Data supplied ->
use tracing::{debug, error, info, warn};

/// How urgent a status line is. The words mirror the color vocabulary the
/// device uses in its measurement payloads.
#[derive(Debug, Clone, Copy, PartialEq, Eq)]
pub enum Severity {
    Success,
    Info,
    Warning,
    Danger,
}

impl Severity {
    /// unknown color words downgrade to Info rather than failing the cycle
    pub fn from_color(color: &str) -> Self {
        match color {
            "success" => Severity::Success,
            "warning" => Severity::Warning,
            "danger" => Severity::Danger,
            _ => Severity::Info,
        }
    }
}

/// Styling band of the load gauge. Low fill warns (the logger is idle or
/// the sensor barely loaded), high fill is the healthy operating range.
#[derive(Debug, Clone, Copy, PartialEq, Eq)]
pub enum Band {
    Warning,
    Primary,
    Success,
}

impl Band {
    pub fn from_percent(percent: u8) -> Self {
        if percent < 33 {
            Band::Warning
        } else if percent < 66 {
            Band::Primary
        } else {
            Band::Success
        }
    }

    pub fn as_str(&self) -> &'static str {
        match self {
            Band::Warning => "warning",
            Band::Primary => "primary",
            Band::Success => "success",
        }
    }
}

/// Rendering boundary of the live view. The poller only ever talks to the
/// screen through this trait, never to a concrete rendering technology.
pub trait DisplaySurface {
    fn report_status(&self, text: &str, severity: Severity);
    fn update_progress(&self, percent: u8);
    fn push_series(&self, timestamps: &[String], values: &[f64], setpoints: &[f64]);
}

/// default surface for the headless client: renders into the log stream
pub struct LogSurface;

impl DisplaySurface for LogSurface {
    fn report_status(&self, text: &str, severity: Severity) {
        match severity {
            Severity::Danger => error!("device status: {text}"),
            Severity::Warning => warn!("device status: {text}"),
            Severity::Success | Severity::Info => info!("device status: {text}"),
        }
    }

    fn update_progress(&self, percent: u8) {
        info!(
            "load {percent}% [{}]",
            Band::from_percent(percent).as_str()
        );
    }

    fn push_series(&self, timestamps: &[String], values: &[f64], setpoints: &[f64]) {
        debug_assert_eq!(timestamps.len(), values.len());
        debug_assert_eq!(values.len(), setpoints.len());
        let latest = timestamps
            .last()
            .zip(values.last())
            .map(|(t, v)| format!("{t} -> {v}"))
            .unwrap_or_else(|| "empty".to_string());
        debug!("chart refresh, {} point(s), latest {latest}", values.len());
    }
}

What to do -> The string "Danger" may occur on several lines of the listing; state how many such lines there are, giving the number only.

Expected output -> 3